§ **Records shown**:
• • • • •

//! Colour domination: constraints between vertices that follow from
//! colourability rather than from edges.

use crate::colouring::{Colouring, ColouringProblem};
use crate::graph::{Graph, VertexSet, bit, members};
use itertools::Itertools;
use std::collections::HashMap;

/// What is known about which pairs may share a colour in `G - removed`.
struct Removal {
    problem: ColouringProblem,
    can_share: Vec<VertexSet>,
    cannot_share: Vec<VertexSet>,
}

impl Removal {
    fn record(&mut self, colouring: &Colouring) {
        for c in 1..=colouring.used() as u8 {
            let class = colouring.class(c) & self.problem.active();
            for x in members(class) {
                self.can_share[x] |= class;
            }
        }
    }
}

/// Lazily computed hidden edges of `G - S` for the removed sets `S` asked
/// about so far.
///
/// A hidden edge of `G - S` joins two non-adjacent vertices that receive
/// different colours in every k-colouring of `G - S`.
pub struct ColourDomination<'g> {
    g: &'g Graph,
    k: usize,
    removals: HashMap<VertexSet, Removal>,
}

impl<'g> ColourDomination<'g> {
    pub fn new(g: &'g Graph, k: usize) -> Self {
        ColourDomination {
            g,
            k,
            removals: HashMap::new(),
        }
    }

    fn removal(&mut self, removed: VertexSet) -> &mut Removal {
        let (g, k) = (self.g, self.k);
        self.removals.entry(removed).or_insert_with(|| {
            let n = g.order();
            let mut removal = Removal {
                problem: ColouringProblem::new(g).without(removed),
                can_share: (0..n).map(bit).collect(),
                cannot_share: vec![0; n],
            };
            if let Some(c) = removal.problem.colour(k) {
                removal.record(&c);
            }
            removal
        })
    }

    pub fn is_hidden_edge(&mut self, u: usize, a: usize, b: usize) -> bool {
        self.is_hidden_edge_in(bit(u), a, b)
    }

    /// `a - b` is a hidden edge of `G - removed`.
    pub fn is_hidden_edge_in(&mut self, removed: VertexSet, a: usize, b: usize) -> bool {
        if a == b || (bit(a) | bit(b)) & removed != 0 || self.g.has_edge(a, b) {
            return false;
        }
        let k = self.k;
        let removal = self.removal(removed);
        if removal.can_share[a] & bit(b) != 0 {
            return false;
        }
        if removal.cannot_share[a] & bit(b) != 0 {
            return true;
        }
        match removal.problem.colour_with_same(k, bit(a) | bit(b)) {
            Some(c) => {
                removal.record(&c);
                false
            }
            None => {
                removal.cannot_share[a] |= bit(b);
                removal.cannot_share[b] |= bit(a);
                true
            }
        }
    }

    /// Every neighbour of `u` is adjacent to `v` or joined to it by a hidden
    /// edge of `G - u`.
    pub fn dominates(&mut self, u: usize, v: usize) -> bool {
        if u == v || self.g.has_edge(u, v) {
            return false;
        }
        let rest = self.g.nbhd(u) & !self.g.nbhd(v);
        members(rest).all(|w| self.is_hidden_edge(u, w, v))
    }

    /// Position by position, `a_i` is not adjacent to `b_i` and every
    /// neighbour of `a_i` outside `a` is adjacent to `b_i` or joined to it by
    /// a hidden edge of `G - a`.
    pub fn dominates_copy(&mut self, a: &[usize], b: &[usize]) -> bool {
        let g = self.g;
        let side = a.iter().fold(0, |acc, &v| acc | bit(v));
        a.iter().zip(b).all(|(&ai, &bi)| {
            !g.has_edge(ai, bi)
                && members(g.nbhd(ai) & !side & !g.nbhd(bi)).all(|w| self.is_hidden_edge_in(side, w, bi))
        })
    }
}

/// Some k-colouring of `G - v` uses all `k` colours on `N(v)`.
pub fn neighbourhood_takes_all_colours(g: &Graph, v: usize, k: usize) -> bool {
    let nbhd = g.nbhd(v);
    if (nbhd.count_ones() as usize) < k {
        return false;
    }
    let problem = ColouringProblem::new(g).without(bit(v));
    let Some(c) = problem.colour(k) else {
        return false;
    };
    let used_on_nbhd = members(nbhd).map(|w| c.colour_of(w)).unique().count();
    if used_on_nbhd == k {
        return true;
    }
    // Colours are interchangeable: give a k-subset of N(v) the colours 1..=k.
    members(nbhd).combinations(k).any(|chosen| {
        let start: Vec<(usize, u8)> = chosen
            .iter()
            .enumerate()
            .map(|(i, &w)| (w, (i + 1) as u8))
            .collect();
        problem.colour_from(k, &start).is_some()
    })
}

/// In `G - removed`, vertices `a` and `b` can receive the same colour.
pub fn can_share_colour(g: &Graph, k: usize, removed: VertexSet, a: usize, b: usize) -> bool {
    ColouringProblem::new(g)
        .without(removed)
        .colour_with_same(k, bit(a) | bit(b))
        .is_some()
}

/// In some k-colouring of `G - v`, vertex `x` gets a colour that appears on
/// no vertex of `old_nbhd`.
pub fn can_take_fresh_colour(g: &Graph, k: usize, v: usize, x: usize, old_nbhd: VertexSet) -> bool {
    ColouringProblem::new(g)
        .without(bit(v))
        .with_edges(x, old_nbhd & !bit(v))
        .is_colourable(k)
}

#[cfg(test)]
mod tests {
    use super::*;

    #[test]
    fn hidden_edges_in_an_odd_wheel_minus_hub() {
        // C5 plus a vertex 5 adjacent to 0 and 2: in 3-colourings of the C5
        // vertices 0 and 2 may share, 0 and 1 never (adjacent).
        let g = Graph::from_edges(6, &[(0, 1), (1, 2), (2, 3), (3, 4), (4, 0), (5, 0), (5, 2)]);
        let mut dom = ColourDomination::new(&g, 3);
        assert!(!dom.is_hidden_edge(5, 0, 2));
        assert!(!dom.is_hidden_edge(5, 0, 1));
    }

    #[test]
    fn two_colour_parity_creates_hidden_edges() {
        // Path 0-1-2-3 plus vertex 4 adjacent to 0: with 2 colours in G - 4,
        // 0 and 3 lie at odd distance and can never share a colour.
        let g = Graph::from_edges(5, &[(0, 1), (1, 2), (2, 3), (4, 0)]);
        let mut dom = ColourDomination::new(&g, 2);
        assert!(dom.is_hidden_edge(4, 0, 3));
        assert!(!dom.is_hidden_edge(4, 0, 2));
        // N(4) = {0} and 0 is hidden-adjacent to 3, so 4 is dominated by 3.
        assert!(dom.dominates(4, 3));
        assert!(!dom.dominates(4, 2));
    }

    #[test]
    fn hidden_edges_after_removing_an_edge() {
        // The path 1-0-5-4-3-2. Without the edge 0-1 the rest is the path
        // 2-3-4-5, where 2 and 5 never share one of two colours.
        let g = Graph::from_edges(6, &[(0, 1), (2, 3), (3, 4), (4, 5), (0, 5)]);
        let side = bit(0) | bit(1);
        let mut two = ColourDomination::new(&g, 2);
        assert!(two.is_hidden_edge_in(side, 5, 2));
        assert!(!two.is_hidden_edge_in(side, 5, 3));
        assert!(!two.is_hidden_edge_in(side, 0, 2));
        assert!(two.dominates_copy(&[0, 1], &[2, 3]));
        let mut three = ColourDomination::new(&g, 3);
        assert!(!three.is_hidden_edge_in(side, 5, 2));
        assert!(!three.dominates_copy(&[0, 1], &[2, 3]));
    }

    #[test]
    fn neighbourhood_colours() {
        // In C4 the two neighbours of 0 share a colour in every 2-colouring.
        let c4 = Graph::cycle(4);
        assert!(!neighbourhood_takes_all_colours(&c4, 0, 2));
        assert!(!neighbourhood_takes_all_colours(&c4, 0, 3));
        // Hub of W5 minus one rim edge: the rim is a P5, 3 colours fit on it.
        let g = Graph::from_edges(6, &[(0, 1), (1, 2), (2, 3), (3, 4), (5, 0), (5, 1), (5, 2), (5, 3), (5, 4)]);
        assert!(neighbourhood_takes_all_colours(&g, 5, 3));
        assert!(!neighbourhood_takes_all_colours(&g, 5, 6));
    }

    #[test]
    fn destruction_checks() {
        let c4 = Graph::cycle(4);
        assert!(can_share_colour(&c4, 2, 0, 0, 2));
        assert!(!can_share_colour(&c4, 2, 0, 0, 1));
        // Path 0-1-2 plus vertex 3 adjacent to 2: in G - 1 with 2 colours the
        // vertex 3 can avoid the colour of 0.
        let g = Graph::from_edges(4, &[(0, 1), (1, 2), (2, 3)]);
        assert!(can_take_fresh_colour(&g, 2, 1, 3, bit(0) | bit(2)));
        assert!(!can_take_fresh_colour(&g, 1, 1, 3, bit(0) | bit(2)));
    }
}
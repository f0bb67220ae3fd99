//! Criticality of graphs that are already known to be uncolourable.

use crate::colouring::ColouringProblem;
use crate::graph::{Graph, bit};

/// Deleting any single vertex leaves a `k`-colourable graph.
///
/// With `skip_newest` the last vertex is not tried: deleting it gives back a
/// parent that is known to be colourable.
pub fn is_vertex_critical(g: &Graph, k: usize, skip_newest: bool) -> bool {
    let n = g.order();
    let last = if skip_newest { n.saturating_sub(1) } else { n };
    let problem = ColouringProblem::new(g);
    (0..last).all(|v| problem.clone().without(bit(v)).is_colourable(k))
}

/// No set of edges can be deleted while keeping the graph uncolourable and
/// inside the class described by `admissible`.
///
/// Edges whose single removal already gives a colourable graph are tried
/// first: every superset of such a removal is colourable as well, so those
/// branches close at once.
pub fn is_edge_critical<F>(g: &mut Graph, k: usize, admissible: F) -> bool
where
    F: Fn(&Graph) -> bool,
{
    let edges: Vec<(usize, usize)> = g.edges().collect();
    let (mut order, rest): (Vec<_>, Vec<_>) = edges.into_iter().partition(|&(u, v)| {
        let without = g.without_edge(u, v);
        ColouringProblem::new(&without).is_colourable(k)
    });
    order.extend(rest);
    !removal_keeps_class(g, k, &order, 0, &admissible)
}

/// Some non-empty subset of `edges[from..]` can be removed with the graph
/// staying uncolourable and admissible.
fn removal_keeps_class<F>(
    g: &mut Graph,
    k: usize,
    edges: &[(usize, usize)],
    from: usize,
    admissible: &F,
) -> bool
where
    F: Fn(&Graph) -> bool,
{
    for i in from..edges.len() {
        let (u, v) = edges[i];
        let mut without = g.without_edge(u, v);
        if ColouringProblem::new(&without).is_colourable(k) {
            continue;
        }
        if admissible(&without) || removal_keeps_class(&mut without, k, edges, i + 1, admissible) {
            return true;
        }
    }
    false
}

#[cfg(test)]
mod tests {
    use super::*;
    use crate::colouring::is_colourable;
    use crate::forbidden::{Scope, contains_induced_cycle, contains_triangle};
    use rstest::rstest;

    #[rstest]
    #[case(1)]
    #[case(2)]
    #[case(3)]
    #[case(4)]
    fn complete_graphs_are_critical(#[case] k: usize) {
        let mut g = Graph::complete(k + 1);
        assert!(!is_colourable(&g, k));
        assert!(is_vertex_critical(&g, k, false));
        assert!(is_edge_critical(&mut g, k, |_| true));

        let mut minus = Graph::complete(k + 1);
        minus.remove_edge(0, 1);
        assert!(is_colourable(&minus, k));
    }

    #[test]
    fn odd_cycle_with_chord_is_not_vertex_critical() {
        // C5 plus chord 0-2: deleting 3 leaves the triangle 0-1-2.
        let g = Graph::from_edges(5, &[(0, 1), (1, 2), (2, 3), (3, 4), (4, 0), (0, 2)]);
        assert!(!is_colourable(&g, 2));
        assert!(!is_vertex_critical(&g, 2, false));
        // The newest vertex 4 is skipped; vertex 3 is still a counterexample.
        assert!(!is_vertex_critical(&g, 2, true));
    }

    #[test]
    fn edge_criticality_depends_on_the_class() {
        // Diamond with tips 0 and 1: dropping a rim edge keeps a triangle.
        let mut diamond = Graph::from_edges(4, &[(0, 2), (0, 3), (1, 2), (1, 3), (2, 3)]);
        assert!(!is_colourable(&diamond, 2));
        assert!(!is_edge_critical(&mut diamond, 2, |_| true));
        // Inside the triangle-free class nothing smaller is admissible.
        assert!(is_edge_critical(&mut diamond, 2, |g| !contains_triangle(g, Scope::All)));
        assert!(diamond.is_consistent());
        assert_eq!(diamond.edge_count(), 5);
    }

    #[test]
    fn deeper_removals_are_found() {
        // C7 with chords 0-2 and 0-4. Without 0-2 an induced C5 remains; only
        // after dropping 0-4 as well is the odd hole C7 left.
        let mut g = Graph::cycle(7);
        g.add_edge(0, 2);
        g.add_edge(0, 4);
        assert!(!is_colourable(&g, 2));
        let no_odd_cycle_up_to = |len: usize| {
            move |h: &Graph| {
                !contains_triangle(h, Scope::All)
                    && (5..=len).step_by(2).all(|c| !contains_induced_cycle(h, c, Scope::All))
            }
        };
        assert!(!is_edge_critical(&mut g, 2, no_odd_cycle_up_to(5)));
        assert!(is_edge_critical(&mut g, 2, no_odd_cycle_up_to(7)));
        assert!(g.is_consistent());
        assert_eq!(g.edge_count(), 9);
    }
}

• • • • •

§ **Task requirements**: Only a number is expected here: how many lines above contain the word "rest".

§ **Result for this task**: 5